* **Saved entries**:
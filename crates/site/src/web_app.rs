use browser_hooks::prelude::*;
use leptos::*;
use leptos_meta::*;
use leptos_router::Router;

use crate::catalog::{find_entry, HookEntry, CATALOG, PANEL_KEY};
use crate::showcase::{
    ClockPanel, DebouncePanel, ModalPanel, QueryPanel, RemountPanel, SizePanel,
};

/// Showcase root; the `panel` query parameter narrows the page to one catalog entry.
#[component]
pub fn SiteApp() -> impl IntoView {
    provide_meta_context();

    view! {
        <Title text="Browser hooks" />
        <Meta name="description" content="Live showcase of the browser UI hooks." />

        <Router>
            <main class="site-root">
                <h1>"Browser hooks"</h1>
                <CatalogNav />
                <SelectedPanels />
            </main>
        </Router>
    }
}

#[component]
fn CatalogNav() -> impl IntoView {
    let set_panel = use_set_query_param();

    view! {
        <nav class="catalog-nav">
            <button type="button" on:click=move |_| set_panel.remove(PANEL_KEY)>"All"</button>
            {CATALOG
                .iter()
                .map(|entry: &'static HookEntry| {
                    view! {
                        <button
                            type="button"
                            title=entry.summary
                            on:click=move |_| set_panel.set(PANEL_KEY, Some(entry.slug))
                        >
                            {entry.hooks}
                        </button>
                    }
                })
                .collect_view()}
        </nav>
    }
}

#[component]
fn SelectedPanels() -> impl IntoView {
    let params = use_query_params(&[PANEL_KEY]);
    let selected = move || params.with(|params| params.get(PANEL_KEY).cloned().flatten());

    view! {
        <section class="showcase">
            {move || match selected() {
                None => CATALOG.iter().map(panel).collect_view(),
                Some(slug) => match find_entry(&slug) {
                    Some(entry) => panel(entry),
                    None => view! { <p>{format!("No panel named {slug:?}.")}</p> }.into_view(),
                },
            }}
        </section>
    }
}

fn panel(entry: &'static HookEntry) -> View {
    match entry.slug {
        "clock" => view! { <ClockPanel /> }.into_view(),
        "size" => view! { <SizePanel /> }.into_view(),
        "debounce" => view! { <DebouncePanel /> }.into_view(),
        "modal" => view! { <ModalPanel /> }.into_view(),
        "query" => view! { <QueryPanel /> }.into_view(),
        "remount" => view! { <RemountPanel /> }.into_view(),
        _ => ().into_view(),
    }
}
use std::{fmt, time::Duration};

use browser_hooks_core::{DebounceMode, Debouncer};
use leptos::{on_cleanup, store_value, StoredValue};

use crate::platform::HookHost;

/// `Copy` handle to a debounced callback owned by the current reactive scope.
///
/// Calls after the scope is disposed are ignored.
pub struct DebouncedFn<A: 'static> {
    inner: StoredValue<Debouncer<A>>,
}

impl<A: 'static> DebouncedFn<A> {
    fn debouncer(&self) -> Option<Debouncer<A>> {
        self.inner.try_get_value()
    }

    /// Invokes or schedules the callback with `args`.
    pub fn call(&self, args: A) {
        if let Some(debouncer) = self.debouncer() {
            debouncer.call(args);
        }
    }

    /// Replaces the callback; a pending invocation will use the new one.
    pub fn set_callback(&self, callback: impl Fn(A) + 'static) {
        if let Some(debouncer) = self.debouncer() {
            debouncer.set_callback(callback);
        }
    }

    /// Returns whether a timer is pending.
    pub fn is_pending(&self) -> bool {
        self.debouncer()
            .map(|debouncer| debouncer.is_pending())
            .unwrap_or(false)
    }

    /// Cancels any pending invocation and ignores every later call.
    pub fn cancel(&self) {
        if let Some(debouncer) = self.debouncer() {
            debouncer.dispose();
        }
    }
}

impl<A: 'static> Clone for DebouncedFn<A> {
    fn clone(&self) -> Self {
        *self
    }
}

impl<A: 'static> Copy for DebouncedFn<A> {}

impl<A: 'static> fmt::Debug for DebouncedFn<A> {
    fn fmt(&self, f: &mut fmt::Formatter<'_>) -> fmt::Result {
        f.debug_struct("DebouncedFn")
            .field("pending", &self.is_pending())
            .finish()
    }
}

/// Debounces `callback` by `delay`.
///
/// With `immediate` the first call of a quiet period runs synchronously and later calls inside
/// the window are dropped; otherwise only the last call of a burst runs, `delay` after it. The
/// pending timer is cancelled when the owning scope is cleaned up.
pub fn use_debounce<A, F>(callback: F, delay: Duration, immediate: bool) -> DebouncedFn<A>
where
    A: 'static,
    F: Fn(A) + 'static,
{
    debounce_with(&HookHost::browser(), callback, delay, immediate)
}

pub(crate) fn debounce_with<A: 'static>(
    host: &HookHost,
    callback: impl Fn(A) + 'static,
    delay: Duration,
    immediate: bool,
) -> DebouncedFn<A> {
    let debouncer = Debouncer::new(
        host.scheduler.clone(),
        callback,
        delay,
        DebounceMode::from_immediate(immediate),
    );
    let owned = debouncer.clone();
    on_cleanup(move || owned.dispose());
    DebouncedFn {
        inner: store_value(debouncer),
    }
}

* **Directions**: From the opening line of the data above, please print each line as written up to and including the line that contains "let set_panel = use_set_query_param();", and nothing more.

* **Expected answer**:
filename crates/site/src/web_app.rs
use browser_hooks::prelude::*;
use leptos::*;
use leptos_meta::*;
use leptos_router::Router;

use crate::catalog::{find_entry, HookEntry, CATALOG, PANEL_KEY};
use crate::showcase::{
    ClockPanel, DebouncePanel, ModalPanel, QueryPanel, RemountPanel, SizePanel,
};

/// Showcase root; the `panel` query parameter narrows the page to one catalog entry.
#[component]
pub fn SiteApp() -> impl IntoView {
    provide_meta_context();

    view! {
        <Title text="Browser hooks" />
        <Meta name="description" content="Live showcase of the browser UI hooks." />

        <Router>
            <main class="site-root">
                <h1>"Browser hooks"</h1>
                <CatalogNav />
                <SelectedPanels />
            </main>
        </Router>
    }
}

#[component]
fn CatalogNav() -> impl IntoView {
    let set_panel = use_set_query_param();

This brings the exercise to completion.